The last few months have seen several great new teen science fiction adventures come into our review pile, all featuring a female lead character (although one really has a male as co-lead) and all written by female authors. Given the rarity of female focused science fiction adventure and female science fiction writers work being reviewed, I thought it was proper to give them a column all their own. A special thanks goes to Flyleaf Books for their panel in April called Girl Power! where we got to meet the authors of two of these books.

Review of Glaze by Kim Curran (Jurassic-London, May 22, 2014)

This is the story of Petri, a 15-year-old girl from London whose mother thought the name was a good way to tell everyone that her daughter’s father was a petri dish. Petri does have a father figure in her life, Max, her mother’s boss at the company which controls all the hardware and software of the biggest social media company on the planet. You can’t have the hardware installed until you are sixteen, so Petri can’t join her classmates in using the network, called Glaze.
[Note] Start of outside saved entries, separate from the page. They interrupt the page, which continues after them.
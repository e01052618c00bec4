//! Photo-pion production cross sections.
//!
//! Photon energies here are measured in the rest frame of the struck nucleon.
//! Every cross section is split into a resonance part and a multi-pion part,
//! each with its own inelasticity.

use super::fxs;
use crate::{
    constants::{GEV_TO_ERG, MEV_TO_ERG, MICROBARN_TO_CM2},
    interpolation::LookupTable1,
    math::integrate_five_point_gauss_legendre,
};
use std::{io, path::Path};

/// Pair of values for the resonance and multi-pion channels.
#[derive(Clone, Copy, Debug, Default, PartialEq)]
pub struct ChannelPair {
    pub resonance: fxs,
    pub multi_pion: fxs,
}

impl ChannelPair {
    pub fn total(&self) -> fxs {
        self.resonance + self.multi_pion
    }
}

/// A photo-pion production cross section.
#[derive(Clone, Debug)]
pub enum CrossSection {
    /// Step-function approximation of Atoyan & Dermer (2003).
    AtoyanDermer,
    /// Cross section read from a table.
    Tabulated(TabulatedCrossSection),
}

impl CrossSection {
    /// Threshold photon energy for pion production [erg].
    pub const THRESHOLD_ENERGY: fxs = 200.0 * MEV_TO_ERG;
    /// Photon energy separating the resonance and multi-pion regimes [erg].
    pub const MULTI_PION_ENERGY: fxs = 500.0 * MEV_TO_ERG;
    /// Cross section in the resonance regime of the step approximation [cm^2].
    pub const RESONANCE_CROSS_SECTION: fxs = 340.0 * MICROBARN_TO_CM2;
    /// Cross section in the multi-pion regime of the step approximation [cm^2].
    pub const MULTI_PION_CROSS_SECTION: fxs = 120.0 * MICROBARN_TO_CM2;
    /// Fraction of the nucleon energy lost in a resonance interaction.
    pub const RESONANCE_INELASTICITY: fxs = 0.2;
    /// Fraction of the nucleon energy lost in a multi-pion interaction.
    pub const MULTI_PION_INELASTICITY: fxs = 0.6;

    pub fn name(&self) -> &'static str {
        match self {
            Self::AtoyanDermer => "Atoyan-Dermer",
            Self::Tabulated(_) => "tabulated",
        }
    }

    /// Returns the cross section [cm^2] at the given photon energy [erg].
    pub fn evaluate(&self, photon_energy: fxs) -> fxs {
        match self {
            Self::AtoyanDermer => {
                if photon_energy < Self::THRESHOLD_ENERGY {
                    0.0
                } else if photon_energy < Self::MULTI_PION_ENERGY {
                    Self::RESONANCE_CROSS_SECTION
                } else {
                    Self::MULTI_PION_CROSS_SECTION
                }
            }
            Self::Tabulated(table) => table.evaluate(photon_energy),
        }
    }

    /// Computes `Φ(ε) = ∫ ε'σ(ε') dε'` from zero up to the given photon energy
    /// [erg^2 cm^2], split into the resonance and multi-pion contributions.
    pub fn phi(&self, photon_energy: fxs) -> ChannelPair {
        match self {
            Self::AtoyanDermer => {
                let resonance_end = fxs::min(photon_energy, Self::MULTI_PION_ENERGY);
                let resonance = if resonance_end > Self::THRESHOLD_ENERGY {
                    0.5 * Self::RESONANCE_CROSS_SECTION
                        * (resonance_end * resonance_end
                            - Self::THRESHOLD_ENERGY * Self::THRESHOLD_ENERGY)
                } else {
                    0.0
                };
                let multi_pion = if photon_energy > Self::MULTI_PION_ENERGY {
                    0.5 * Self::MULTI_PION_CROSS_SECTION
                        * (photon_energy * photon_energy
                            - Self::MULTI_PION_ENERGY * Self::MULTI_PION_ENERGY)
                } else {
                    0.0
                };
                ChannelPair {
                    resonance,
                    multi_pion,
                }
            }
            Self::Tabulated(table) => {
                let resonance = table.cumulative(fxs::min(photon_energy, Self::MULTI_PION_ENERGY));
                let multi_pion = if photon_energy > Self::MULTI_PION_ENERGY {
                    table.cumulative(photon_energy) - table.cumulative(Self::MULTI_PION_ENERGY)
                } else {
                    0.0
                };
                ChannelPair {
                    resonance,
                    multi_pion,
                }
            }
        }
    }

    /// Smallest photon energy with non-zero cross section [erg].
    pub fn threshold_energy(&self) -> fxs {
        match self {
            Self::AtoyanDermer => Self::THRESHOLD_ENERGY,
            Self::Tabulated(table) => table.table.min_coord(),
        }
    }
}

/// A cross section given by a table, with a precomputed cumulative `Φ`.
#[derive(Clone, Debug)]
pub struct TabulatedCrossSection {
    table: LookupTable1,
    cumulative: Vec<fxs>,
}

impl TabulatedCrossSection {
    /// Reads a cross section from a text file with two columns: photon energy
    /// in the nucleon rest frame [GeV] and cross section [μb].
    ///
    /// The cross section is interpolated linearly inside the table, vanishes
    /// below it and keeps its last value above it.
    pub fn from_file<P: AsRef<Path>>(file_path: P) -> io::Result<Self> {
        let file_path = file_path.as_ref();
        let table = LookupTable1::from_text_file(file_path, GEV_TO_ERG, MICROBARN_TO_CM2)?;
        if table.min_coord() <= 0.0 || table.values().iter().any(|&value| value < 0.0) {
            return Err(io::Error::new(
                io::ErrorKind::InvalidData,
                format!(
                    "Cross section table {} must have positive energies and non-negative values",
                    file_path.display()
                ),
            ));
        }
        Ok(Self::from_table(table))
    }

    pub fn from_table(table: LookupTable1) -> Self {
        let coords = table.coords();
        let mut cumulative = Vec::with_capacity(coords.len());
        let mut sum = 0.0;
        cumulative.push(sum);
        for idx in 1..coords.len() {
            sum += integrate_five_point_gauss_legendre(
                |energy| energy * table.linear(energy).unwrap_or(0.0),
                coords[idx - 1],
                coords[idx],
            );
            cumulative.push(sum);
        }
        Self { table, cumulative }
    }

    pub fn evaluate(&self, photon_energy: fxs) -> fxs {
        if photon_energy < self.table.min_coord() {
            0.0
        } else {
            self.table
                .linear(photon_energy)
                .unwrap_or_else(|| self.last_value())
        }
    }

    fn last_value(&self) -> fxs {
        let values = self.table.values();
        values[values.len() - 1]
    }

    /// Computes `∫ ε'σ(ε') dε'` from zero up to the given photon energy [erg^2 cm^2].
    pub fn cumulative(&self, photon_energy: fxs) -> fxs {
        let coords = self.table.coords();
        if photon_energy <= self.table.min_coord() {
            return 0.0;
        }
        let max_coord = self.table.max_coord();
        if photon_energy >= max_coord {
            let total = self.cumulative[self.cumulative.len() - 1];
            return total
                + 0.5 * self.last_value() * (photon_energy * photon_energy - max_coord * max_coord);
        }
        let lower_idx = coords
            .iter()
            .rposition(|&coord| coord <= photon_energy)
            .unwrap_or(0);
        self.cumulative[lower_idx]
            + integrate_five_point_gauss_legendre(
                |energy| energy * self.evaluate(energy),
                coords[lower_idx],
                photon_energy,
            )
    }
}

#[cfg(test)]
mod tests {
    use super::*;
    use approx::assert_relative_eq;

    #[test]
    fn step_cross_section_has_expected_regimes() {
        let cross_section = CrossSection::AtoyanDermer;
        assert_eq!(cross_section.evaluate(100.0 * MEV_TO_ERG), 0.0);
        assert_relative_eq!(
            cross_section.evaluate(300.0 * MEV_TO_ERG),
            340.0 * MICROBARN_TO_CM2
        );
        assert_relative_eq!(
            cross_section.evaluate(1000.0 * MEV_TO_ERG),
            120.0 * MICROBARN_TO_CM2
        );
    }

    #[test]
    fn step_phi_is_split_at_multi_pion_energy() {
        let cross_section = CrossSection::AtoyanDermer;
        assert_eq!(cross_section.phi(150.0 * MEV_TO_ERG).total(), 0.0);

        let below = cross_section.phi(400.0 * MEV_TO_ERG);
        assert_eq!(below.multi_pion, 0.0);
        assert_relative_eq!(
            below.resonance,
            0.5 * 340.0 * MICROBARN_TO_CM2 * (400.0_f64.powi(2) - 200.0_f64.powi(2))
                * MEV_TO_ERG
                * MEV_TO_ERG,
            max_relative = 1e-12
        );

        let above = cross_section.phi(800.0 * MEV_TO_ERG);
        assert_relative_eq!(
            above.resonance,
            cross_section.phi(500.0 * MEV_TO_ERG).resonance
        );
        assert!(above.multi_pion > 0.0);
    }

    #[test]
    fn tabulated_step_reproduces_analytical_phi() {
        let energies = vec![0.2, 0.5 - 1e-9, 0.5, 10.0];
        let values = vec![340.0, 340.0, 120.0, 120.0];
        let table = LookupTable1::new(
            energies.iter().map(|e| e * GEV_TO_ERG).collect(),
            values.iter().map(|v| v * MICROBARN_TO_CM2).collect(),
        )
        .unwrap();
        let tabulated = CrossSection::Tabulated(TabulatedCrossSection::from_table(table));
        let analytical = CrossSection::AtoyanDermer;

        for energy in [0.3, 0.7, 5.0, 20.0] {
            let photon_energy = energy * GEV_TO_ERG;
            assert_relative_eq!(
                tabulated.phi(photon_energy).total(),
                analytical.phi(photon_energy).total(),
                max_relative = 1e-6
            );
        }
    }
}
//! Convenience object for setting up and running propagation simulations.

use crate::{
    constants::EEV_TO_ERG,
    cosmology::{Cosmology, CosmologyConfig},
    interactions::{cross_section::CrossSection, PhotoPionConfig, PhotoPionProduction},
    io::Verbosity,
    losses::{
        pair_production::{PairProductionConfig, PairProductionLosses},
        ContinuousLoss,
    },
    particle::{ParticleStack, Pid},
    photon_field::PhotonField,
    propagation::{output::StepRecordSink, fpr, PropagationConfig, Propagator, RunSummary},
    random::RandomNumberGenerator,
};
use std::io;

/// How to create the population of particles to propagate.
#[derive(Clone, Debug, PartialEq)]
pub enum InitialPopulation {
    /// Identical particles with the given redshift and Lorentz factor.
    Single {
        pid: Pid,
        redshift: fpr,
        lorentz_factor: fpr,
        n_particles: usize,
    },
    /// Particles with random redshifts and energies [erg].
    Random {
        pid: Pid,
        n_particles: usize,
        max_redshift: fpr,
        redshift_power: fpr,
        min_energy: fpr,
        max_energy: fpr,
    },
}

impl InitialPopulation {
    pub const DEFAULT_REDSHIFT_POWER: fpr = 2.0;
    pub const DEFAULT_MIN_ENERGY: fpr = 1.0 * EEV_TO_ERG;
    pub const DEFAULT_MAX_ENERGY: fpr = 1e3 * EEV_TO_ERG;

    /// Creates the particle stack, drawing from the given generator if the
    /// population is random.
    pub fn build(&self, rng: &mut RandomNumberGenerator) -> ParticleStack {
        match *self {
            Self::Single {
                pid,
                redshift,
                lorentz_factor,
                n_particles,
            } => ParticleStack::single(pid, redshift, lorentz_factor, n_particles),
            Self::Random {
                pid,
                n_particles,
                max_redshift,
                redshift_power,
                min_energy,
                max_energy,
            } => ParticleStack::random(
                pid,
                n_particles,
                max_redshift,
                redshift_power,
                (min_energy, max_energy),
                rng,
            ),
        }
    }
}

/// Aggregates everything needed to run a propagation simulation.
#[derive(Clone, Debug)]
pub struct PropagationSimulator {
    /// Seed for the random number generator.
    pub seed: u64,
    pub initial_population: InitialPopulation,
    pub propagation_config: PropagationConfig,
    pub cosmology_config: CosmologyConfig,
    /// Whether to include energy losses from pair production.
    pub include_pair_production: bool,
    /// Whether to include energy losses from cosmological expansion.
    pub include_adiabatic_losses: bool,
    /// Photon fields causing pair production losses.
    pub loss_photon_fields: Vec<PhotonField>,
    pub pair_production_config: PairProductionConfig,
    /// Photon fields causing photo-pion production.
    pub interaction_photon_fields: Vec<PhotonField>,
    pub photo_pion_config: PhotoPionConfig,
    pub cross_section: CrossSection,
}

impl PropagationSimulator {
    pub const DEFAULT_SEED: u64 = 10;

    /// Creates a simulator for the given population with default settings:
    /// pair production on the CMB and EBL, adiabatic losses and photo-pion
    /// production on the CMB.
    pub fn new(initial_population: InitialPopulation) -> Self {
        Self {
            seed: Self::DEFAULT_SEED,
            initial_population,
            propagation_config: PropagationConfig::default(),
            cosmology_config: CosmologyConfig::default(),
            include_pair_production: true,
            include_adiabatic_losses: true,
            loss_photon_fields: vec![PhotonField::Cmb, PhotonField::default_ebl()],
            pair_production_config: PairProductionConfig::default(),
            interaction_photon_fields: vec![PhotonField::Cmb],
            photo_pion_config: PhotoPionConfig::default(),
            cross_section: CrossSection::AtoyanDermer,
        }
    }

    pub fn create_cosmology(&self) -> Cosmology {
        Cosmology::new(self.cosmology_config.clone())
    }

    pub fn create_losses(&self) -> Vec<ContinuousLoss> {
        let mut losses = Vec::with_capacity(2);
        if self.include_pair_production {
            losses.push(ContinuousLoss::PairProduction(PairProductionLosses::new(
                self.pair_production_config.clone(),
                self.loss_photon_fields.clone(),
            )));
        }
        if self.include_adiabatic_losses {
            losses.push(ContinuousLoss::Adiabatic(self.create_cosmology()));
        }
        losses
    }

    pub fn create_interactions(&self) -> PhotoPionProduction {
        PhotoPionProduction::new(
            self.photo_pion_config.clone(),
            self.cross_section.clone(),
            self.interaction_photon_fields.clone(),
        )
    }

    /// Builds the initial population and a propagator owning it.
    pub fn create_propagator(&self) -> Propagator {
        let mut rng = RandomNumberGenerator::new(self.seed);
        let stack = self.initial_population.build(&mut rng);
        Propagator::new(
            self.propagation_config.clone(),
            stack,
            rng,
            self.create_cosmology(),
            self.create_losses(),
            self.create_interactions(),
        )
    }

    /// Runs the simulation, returning the run statistics and the final population.
    pub fn run<S: StepRecordSink>(
        &self,
        sink: &mut S,
        verbosity: &Verbosity,
        max_steps: Option<usize>,
    ) -> io::Result<(RunSummary, ParticleStack)> {
        let mut propagator = self.create_propagator();
        let summary = propagator.run(sink, verbosity, max_steps)?;
        Ok((summary, propagator.into_stack()))
    }
}

#[cfg(test)]
mod tests {
    use super::*;
    use crate::propagation::output::StepRecord;

    fn proton_simulator(seed: u64) -> PropagationSimulator {
        let mut simulator = PropagationSimulator::new(InitialPopulation::Single {
            pid: Pid::PROTON,
            redshift: 0.1,
            lorentz_factor: 1e11,
            n_particles: 1,
        });
        simulator.seed = seed;
        simulator
    }

    fn records_for_seed(seed: u64) -> Vec<StepRecord> {
        let mut records = Vec::new();
        proton_simulator(seed)
            .run(&mut records, &Verbosity::Quiet, None)
            .unwrap();
        records
    }

    #[test]
    fn same_seed_reproduces_records() {
        assert_eq!(records_for_seed(3), records_for_seed(3));
    }

    #[test]
    fn losses_can_be_disabled() {
        let mut simulator = proton_simulator(1);
        simulator.include_pair_production = false;
        assert_eq!(simulator.create_losses().len(), 1);
        simulator.include_adiabatic_losses = false;
        assert!(simulator.create_losses().is_empty());
    }

    #[test]
    fn random_population_is_built_from_seed() {
        let population = InitialPopulation::Random {
            pid: Pid::PROTON,
            n_particles: 10,
            max_redshift: 1.0,
            redshift_power: InitialPopulation::DEFAULT_REDSHIFT_POWER,
            min_energy: InitialPopulation::DEFAULT_MIN_ENERGY,
            max_energy: InitialPopulation::DEFAULT_MAX_ENERGY,
        };
        let stack_1 = population.build(&mut RandomNumberGenerator::new(4));
        let stack_2 = population.build(&mut RandomNumberGenerator::new(4));
        assert_eq!(stack_1, stack_2);
        assert_eq!(stack_1.len(), 10);
    }
}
Petri follows some of her classmates (including a boy she thinks she likes) to protest a school closure. Because she isn’t on the social network, when commands are sent out via the network she doesn’t follow them, and this leads to her arrest. This ultimately leads Petri to fight against the system with some new friends she met after the protest. Ultimately, she chooses between the good of everybody versus the good for Max and her mother Zizi. Zizi and some other people get hurt in the process and Petri comes to regret her initial decision.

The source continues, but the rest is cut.